Available at: http://www.psocommons.org/wmhp/vol2/iss2/art2
This paper outlines the ways in which information technologies (ITs) were used in the Haiti relief effort, especially with respect to web-based mapping services. Although there were numerous ways in which this took place, this paper focuses on four in particular: CrisisCamp Haiti, OpenStreetMap, Ushahidi, and GeoCommons. This analysis demonstrates that ITs were a key means through which individuals could make a tangible difference in the work of relief and aid agencies without actually being physically present in Haiti. While not without problems, this effort nevertheless represents a remarkable example of the power and crowdsourced online mapping and the potential for new avenues of interaction between physically distant places that vary tremendously.
Or, if you don't have institutional access, you can find our paper here.

Also two Floatingsheep-style maps before and after the earthquake are below (and are in the paper). By the way, Haiti is on the western portion of the island of Hispaniola, the Dominican Republic is on the eastern side.

Cyberscape Before the Earthquake

Cyberscape After the Earthquake

July 19, 2010

Obesity, Beer and Christianity: Or Correlation does not equal causation

One of the basic rules in statistical analysis is that correlation does not equal causation. But in the hot days of a Kentucky summer one often gives into temptation, especially if the graphs look good.

We therefore leave it to our readers to jump to the unsupported causal relationship. Sorry, you'll have to work/think through this one yourself.

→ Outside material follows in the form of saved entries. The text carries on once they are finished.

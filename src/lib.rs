// Golf Tempo Trainer Core - timed swing cues and microphone swing analysis
// Timer-driven cue sequencing with a lock-free capture pipeline

// Module declarations
pub mod analysis;
pub mod audio;
pub mod catalog;
pub mod config;
pub mod cue;
pub mod engine;
pub mod error;
pub mod http;
pub mod managers;
pub mod preferences;
pub mod sequencer;
pub mod tempo;
pub mod testing;

// Re-exports for convenience
pub use analysis::{AccuracyClass, SwingAnalyzer, SwingObservation};
pub use catalog::{ShotType, TempoCatalog};
pub use config::AppConfig;
pub use engine::{
    create_backend, AudioBackend, SessionOptions, SessionSnapshot, SessionSummary,
    SessionUpdate, TrainingController,
};
pub use error::{AudioError, CatalogError, ErrorCode, SessionError, TempoError};
pub use sequencer::{Sequencer, SequencerEvent, SwingPhase};
pub use tempo::TempoProfile;

/// Install the process-wide tracing subscriber.
///
/// Safe to call more than once; later calls are ignored.
#[cfg(target_os = "android")]
pub fn init_logging() {
    use tracing_subscriber::layer::SubscriberExt;
    use tracing_subscriber::util::SubscriberInitExt;

    match tracing_android::layer("GolfTempoTrainer") {
        Ok(layer) => {
            let _ = tracing_subscriber::registry().with(layer).try_init();
        }
        Err(err) => eprintln!("failed to open Android log: {}", err),
    }
}

#[cfg(not(target_os = "android"))]
pub fn init_logging() {
    let _ = tracing_subscriber::fmt()
        .with_target(true)
        .with_writer(std::io::stderr)
        .try_init();
}

/// JNI_OnLoad is called when the native library is loaded by Android
/// This function initializes the Android context required by oboe-rs
#[cfg(target_os = "android")]
#[no_mangle]
pub extern "system" fn JNI_OnLoad(
    vm: jni::JavaVM,
    _reserved: *mut std::ffi::c_void,
) -> jni::sys::jint {
    init_logging();

    log::info!("JNI_OnLoad called - initializing Android context");

    // SAFETY: called once by the Android runtime before any Oboe stream is
    // opened; the JavaVM pointer stays valid for the life of the process.
    unsafe {
        ndk_context::initialize_android_context(
            vm.get_java_vm_pointer().cast(),
            std::ptr::null_mut(),
        );
    }

    log::info!("Android context initialized successfully");

    jni::sys::JNI_VERSION_1_6
}
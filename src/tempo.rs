//! Tempo model - converts a professional's bpm/ratio into swing phase durations
//!
//! One beat is one downswing. The backswing lasts `ratio` beats, so a 3:1
//! profile at 73 bpm spends ~2.466s on the backswing and ~0.822s on the
//! downswing. Everything here is pure and allocation-free.

use crate::catalog::ShotType;
use crate::error::TempoError;
use serde::Serialize;
use std::time::Duration;

/// Number of metronome ticks that share one backswing in the preamble.
const METRONOME_DIVISIONS: f64 = 3.0;

/// Longest phase the sequencer will schedule.
pub const MAX_PHASE_SECS: f64 = 600.0;

/// Phase lengths are validated by `phase_durations`; hand-built values are
/// clamped into range rather than trusted.
fn phase_duration(secs: f64) -> Duration {
    Duration::try_from_secs_f64(secs.clamp(0.0, MAX_PHASE_SECS)).unwrap_or(Duration::ZERO)
}

/// Backswing and downswing lengths derived from a tempo.
#[derive(Debug, Clone, Copy, PartialEq, Serialize)]
pub struct PhaseDurations {
    pub backswing_secs: f64,
    pub downswing_secs: f64,
}

impl PhaseDurations {
    pub fn backswing(&self) -> Duration {
        phase_duration(self.backswing_secs)
    }

    pub fn downswing(&self) -> Duration {
        phase_duration(self.downswing_secs)
    }

    /// Gap between preamble metronome ticks (`backswing / 3`).
    pub fn metronome_spacing(&self) -> Duration {
        phase_duration(self.backswing_secs / METRONOME_DIVISIONS)
    }

    /// Takeaway to impact.
    pub fn swing_total_secs(&self) -> f64 {
        self.backswing_secs + self.downswing_secs
    }

    pub fn ratio(&self) -> f64 {
        self.backswing_secs / self.downswing_secs
    }
}

/// Converts a tempo into phase durations.
///
/// # Arguments
/// * `bpm` - Beats per minute; one beat is the downswing
/// * `ratio` - Backswing length in beats
///
/// # Returns
/// `PhaseDurations` with `downswing = 60/bpm` and `backswing = ratio * 60/bpm`,
/// or `TempoError::InvalidTempoParameters` if either input is not a positive
/// finite number or either phase would outlast `MAX_PHASE_SECS`.
///
/// # Examples
/// ```
/// use golf_tempo_trainer::tempo::phase_durations;
///
/// let durations = phase_durations(73.0, 3.0).unwrap();
/// assert!((durations.backswing_secs - 2.466).abs() < 0.001);
/// assert!((durations.downswing_secs - 0.822).abs() < 0.001);
/// ```
pub fn phase_durations(bpm: f64, ratio: f64) -> Result<PhaseDurations, TempoError> {
    if !(bpm.is_finite() && bpm > 0.0 && ratio.is_finite() && ratio > 0.0) {
        return Err(TempoError::InvalidTempoParameters { bpm, ratio });
    }

    let beat = 60.0 / bpm;
    let backswing_secs = beat * ratio;
    let schedulable = |secs: f64| {
        secs <= MAX_PHASE_SECS && Duration::try_from_secs_f64(secs).is_ok()
    };
    if !(schedulable(backswing_secs) && schedulable(beat)) {
        return Err(TempoError::InvalidTempoParameters { bpm, ratio });
    }

    Ok(PhaseDurations {
        backswing_secs,
        downswing_secs: beat,
    })
}

/// A selected professional's tempo, fixed for the lifetime of a session.
///
/// Only `bpm` and `ratio` drive timing; the text fields pass through to
/// whoever renders the session.
#[derive(Debug, Clone, PartialEq, Serialize)]
pub struct TempoProfile {
    shot_type: ShotType,
    pro_name: String,
    bpm: u32,
    ratio: f64,
    frame_notation: String,
    description: String,
    learning_notes: String,
}

impl TempoProfile {
    /// Builds a profile, rejecting tempos the sequencer could not schedule.
    pub fn new(
        shot_type: ShotType,
        pro_name: impl Into<String>,
        bpm: u32,
        ratio: f64,
        frame_notation: impl Into<String>,
        description: impl Into<String>,
        learning_notes: impl Into<String>,
    ) -> Result<Self, TempoError> {
        phase_durations(bpm as f64, ratio)?;
        Ok(Self {
            shot_type,
            pro_name: pro_name.into(),
            bpm,
            ratio,
            frame_notation: frame_notation.into(),
            description: description.into(),
            learning_notes: learning_notes.into(),
        })
    }

    /// Bare profile with empty text fields, handy for ad-hoc tempos.
    pub fn custom(
        shot_type: ShotType,
        pro_name: impl Into<String>,
        bpm: u32,
        ratio: f64,
    ) -> Result<Self, TempoError> {
        Self::new(shot_type, pro_name, bpm, ratio, "", "", "")
    }

    pub fn shot_type(&self) -> ShotType {
        self.shot_type
    }

    pub fn pro_name(&self) -> &str {
        &self.pro_name
    }

    pub fn bpm(&self) -> u32 {
        self.bpm
    }

    pub fn ratio(&self) -> f64 {
        self.ratio
    }

    pub fn frame_notation(&self) -> &str {
        &self.frame_notation
    }

    pub fn description(&self) -> &str {
        &self.description
    }

    pub fn learning_notes(&self) -> &str {
        &self.learning_notes
    }

    /// Re-derives the phase durations. Construction already validated the
    /// inputs, but this stays fallible so callers never trust a stale check.
    pub fn durations(&self) -> Result<PhaseDurations, TempoError> {
        phase_durations(self.bpm as f64, self.ratio)
    }

    pub fn backswing_seconds(&self) -> f64 {
        (60.0 / self.bpm as f64) * self.ratio
    }

    pub fn downswing_seconds(&self) -> f64 {
        60.0 / self.bpm as f64
    }
}

#[cfg(test)]
mod tests {
    use super::*;

    #[test]
    fn test_reference_profile_durations() {
        let d = phase_durations(73.0, 3.0).unwrap();
        assert!((d.backswing_secs - 2.4658).abs() < 1e-3);
        assert!((d.downswing_secs - 0.8219).abs() < 1e-3);
        assert!((d.ratio() - 3.0).abs() < 1e-9);
    }

    #[test]
    fn test_durations_formula_across_range() {
        for bpm in [1.0, 40.0, 73.0, 98.0, 112.0, 240.0] {
            for ratio in [0.5, 1.0, 2.0, 3.0, 4.5] {
                let d = phase_durations(bpm, ratio).unwrap();
                assert!((d.backswing_secs - 60.0 * ratio / bpm).abs() < 1e-9);
                assert!((d.downswing_secs - 60.0 / bpm).abs() < 1e-9);
                assert!(d.backswing_secs > 0.0);
                assert!(d.downswing_secs > 0.0);
            }
        }
    }

    #[test]
    fn test_invalid_parameters_rejected() {
        for (bpm, ratio) in [
            (0.0, 3.0),
            (-73.0, 3.0),
            (73.0, 0.0),
            (73.0, -2.0),
            (f64::NAN, 3.0),
            (73.0, f64::INFINITY),
            (1.0, 1e20),
            (1e-300, 3.0),
            (0.05, 1.0),
        ] {
            assert!(
                matches!(
                    phase_durations(bpm, ratio),
                    Err(TempoError::InvalidTempoParameters { .. })
                ),
                "bpm={} ratio={} should be rejected",
                bpm,
                ratio
            );
        }
    }

    #[test]
    fn test_longest_schedulable_phase_accepted() {
        // 1 bpm at 10:1 is exactly ten minutes of backswing
        let d = phase_durations(1.0, 10.0).unwrap();
        assert_eq!(d.backswing(), Duration::from_secs(600));
        assert_eq!(d.metronome_spacing(), Duration::from_secs(200));
        assert!(phase_durations(1.0, 10.5).is_err());
    }

    #[test]
    fn test_hand_built_durations_never_panic() {
        let d = PhaseDurations {
            backswing_secs: 6e21,
            downswing_secs: f64::NAN,
        };
        assert_eq!(d.backswing(), Duration::from_secs(600));
        assert_eq!(d.metronome_spacing(), Duration::from_secs(600));
        assert!(d.downswing() <= Duration::from_secs(600));
    }

    #[test]
    fn test_profile_rejects_unschedulable_ratio() {
        let result = TempoProfile::custom(ShotType::LongGame, "x", 1, 1e20);
        assert!(matches!(
            result,
            Err(TempoError::InvalidTempoParameters { .. })
        ));
    }

    #[test]
    fn test_metronome_spacing_is_third_of_backswing() {
        let d = phase_durations(98.0, 3.0).unwrap();
        let spacing = d.metronome_spacing().as_secs_f64();
        assert!((spacing * 3.0 - d.backswing_secs).abs() < 1e-6);
    }

    #[test]
    fn test_profile_rejects_zero_bpm() {
        let result = TempoProfile::custom(ShotType::LongGame, "Nobody", 0, 3.0);
        assert!(result.is_err());
    }

    #[test]
    fn test_profile_accessors() {
        let profile = TempoProfile::new(
            ShotType::Putting,
            "Jake Armijo",
            85,
            2.0,
            "12/6",
            "Quick, rhythmic putting tempo",
            "notes",
        )
        .unwrap();
        assert_eq!(profile.frame_notation(), "12/6");
        assert!((profile.downswing_seconds() - 60.0 / 85.0).abs() < 1e-9);
        assert!((profile.backswing_seconds() - 120.0 / 85.0).abs() < 1e-9);
        let d = profile.durations().unwrap();
        assert_eq!(d.backswing_secs, profile.backswing_seconds());
    }
}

Y-axis: Percentage of a state's population that is Obese
X- axis: Number of Placemarks with
Keyword Beer / Total number of Placemarks

Bivaritate correlation (-0.45)


Y-axis: Percentage of a state's population that is Obese
X- axis: Number of Placemarks
with Keyword Christianity / Total number of Placemarks
Bivaritate correlation (0.729)



Although the nature of the graphs invite one to believe that Christianity is somehow responsible for obesity this is no doubt a spurious correlation. It is well known that obesity and religious practice are strongly related to income. One can see this in which states are clustered at the extremes.

Why places with a high percentage of beer reference are less obese is a bit more difficult to explain.

Don't worry, we have more. We particularly like relationship between placemarks with the terms falafel and feminist.

July 15, 2010

Recapping our Predictions for the World Cup or Why Floatingsheep rocks!!

Now that the dust has settled after the world cup it is time to reflect on our predictions. Our language sensitive ranking system based on geo-coded references to football/soccer correctly identified three out of the final four countries in the world cup. The only error was predicting England over Germany. Although one can suspect foul play from the English member of the Floatingsheep collective, there is a methodological explanation as well.


Our searches are limited to land, as there are very few placemarks in water. While this works in a general sense, it does exclude references to football by a country's aquatic citizens. While this is miniscule in most cases, the case of Paul the Octopus suggests that Germany may have a sizeable underground (or better phrased, underwater) population of football enthusiasts that were missed in the data.

Or maybe Mark just cooked the data so England would win. Still you could have done much worse if you used our predictions.

After all, using our system we did make about $17,000 dollars via offshore betting. Unfortunately, we have already spent it all on gumdrops, Botox and aquavit. Clearly we're just not cut out for life in the fast lane.